Expected would be almost instant generation of the Makefiles as on R5.
Spawned processes include sed and sort. CPU usage is < 1% for > 5 mins. While likely some deadlock, this happens also with SMP disabled.
Entering the kernel debugger, listing all threads and exiting results in immediate error "/bin/sort: write failed: standard output: Broken pipe" and generation of the Makefiles (and then another hang when "config.status: executing default commands"). When immediately exiting the kernel debugger without other commands, it still hangs.

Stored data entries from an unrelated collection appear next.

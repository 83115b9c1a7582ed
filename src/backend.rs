use crate::transaction::IsolationLevel;
use crate::value::{TypedValue, ValueType};
use crate::Result;
use async_trait::async_trait;
use futures::stream::BoxStream;
use serde::{Deserialize, Serialize};

/// A backend session. Exclusively owned by at most one logical caller at a
/// time; the pool owns it while idle.
#[derive(Debug, Clone, PartialEq, Eq, Serialize, Deserialize)]
pub struct Session {
    pub session_id: String,
    pub node_id: u32,
}

/// Backend status code attached to every response and result part.
#[derive(Debug, Clone, Copy, PartialEq, Eq, Serialize, Deserialize)]
pub struct Status(pub u32);

impl Status {
    pub const SUCCESS: Status = Status(0);

    pub fn is_success(&self) -> bool {
        self.0 == 0
    }
}

/// A single diagnostic attached to a non-success status.
#[derive(Debug, Clone, PartialEq, Eq, Serialize, Deserialize)]
pub struct Issue {
    pub severity: u32,
    pub message: String,
}

/// Column descriptor as reported by the backend. The type is optional on the
/// wire; the normalizer rejects columns that fail to report one.
#[derive(Debug, Clone, Serialize, Deserialize)]
pub struct ColumnDesc {
    pub name: String,
    pub column_type: Option<ValueType>,
}

/// One result-set shape carried by a streamed part.
#[derive(Debug, Clone, Serialize, Deserialize, Default)]
pub struct ResultSet {
    pub columns: Vec<ColumnDesc>,
    pub rows: Vec<Vec<TypedValue>>,
}

/// Per-operation row/byte counters inside a table access phase.
#[derive(Debug, Clone, Serialize, Deserialize, Default)]
pub struct OpStats {
    pub rows: u64,
    pub bytes: u64,
}

#[derive(Debug, Clone, Serialize, Deserialize, Default)]
pub struct TableAccessStats {
    pub name: String,
    pub reads: Option<OpStats>,
    pub updates: Option<OpStats>,
    pub deletes: Option<OpStats>,
}

#[derive(Debug, Clone, Serialize, Deserialize, Default)]
pub struct QueryPhaseStats {
    pub duration_us: u64,
    pub table_access: Vec<TableAccessStats>,
}

/// Execution statistics reported alongside a streamed result.
#[derive(Debug, Clone, Serialize, Deserialize, Default)]
pub struct ExecStats {
    pub query_phases: Vec<QueryPhaseStats>,
    pub total_duration_us: u64,
}

/// One chunk of a streamed query result.
#[derive(Debug, Clone, Serialize, Deserialize)]
pub struct QueryResultPart {
    pub status: Status,
    pub issues: Vec<Issue>,
    pub result_set: Option<ResultSet>,
    pub exec_stats: Option<ExecStats>,
}

impl QueryResultPart {
    pub fn success() -> Self {
        Self {
            status: Status::SUCCESS,
            issues: Vec::new(),
            result_set: None,
            exec_stats: None,
        }
    }
}

/// Query execution request sent on an attached session.
#[derive(Debug, Clone, Serialize, Deserialize)]
pub struct ExecuteRequest {
    pub session_id: String,
    pub text: String,
    pub parameters: Vec<(String, TypedValue)>,
    pub tx_id: Option<String>,
}

/// Transaction metadata issued by the backend on begin.
#[derive(Debug, Clone, Serialize, Deserialize)]
pub struct TxResponse {
    pub tx_id: String,
}

/// Finite, non-restartable sequence of streamed result parts. Consuming it is
/// destructive; it is drained exactly once per call.
pub type PartStream = BoxStream<'static, Result<QueryResultPart>>;

/// The network collaborator capable of opening sessions and streaming typed
/// result parts. Implementations map non-success backend statuses on the
/// unary calls to `BridgeError::Status`.
#[async_trait]
pub trait BackendClient: Send + Sync {
    /// Create a session. Must be attached before use.
    async fn create_session(&self) -> Result<Session>;

    /// Attach to a created session; the session is unusable until this
    /// acknowledges.
    async fn attach_session(&self, session_id: &str) -> Result<()>;

    /// Best-effort teardown; the backend may have already reclaimed the
    /// session.
    async fn delete_session(&self, session_id: &str) -> Result<()>;

    /// Execute a query on a session, streaming result parts.
    async fn execute_query(&self, request: ExecuteRequest) -> Result<PartStream>;

    async fn begin_transaction(
        &self,
        session_id: &str,
        isolation: IsolationLevel,
    ) -> Result<TxResponse>;

    async fn commit_transaction(&self, session_id: &str, tx_id: &str) -> Result<()>;

    async fn rollback_transaction(&self, session_id: &str, tx_id: &str) -> Result<()>;
}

Last experienced at hrev23891, with GCC 2.95.3 from Haiku site with its include dir replaced from Linux' generated/, Haiku headers and libs symlinked/copied.
Change History (14)
comment:1 by , 17 years ago
comment:2 by , 17 years ago
Make that "maximizing and restoring". After maximizing stilll nothing happens.
follow-up: 5 comment:3 by , 17 years ago
That the process continues after playing with the Terminal window size is likely due our missing automatic syscall restarts (cf. #1743). Why it hangs in the first place is a different problem. If you can reproduce the problem, you could check in the kernel debugger, where the responsible thread hangs ("sc") and -- if you've kernel tracing enabled (for syscalls at least, even better also for signals and teams) -- also print the last "traced" entries of this thread.
comment:4 by , 17 years ago
Any hint how to find the "responsible thread"? I'm not even sure which process, there are about five.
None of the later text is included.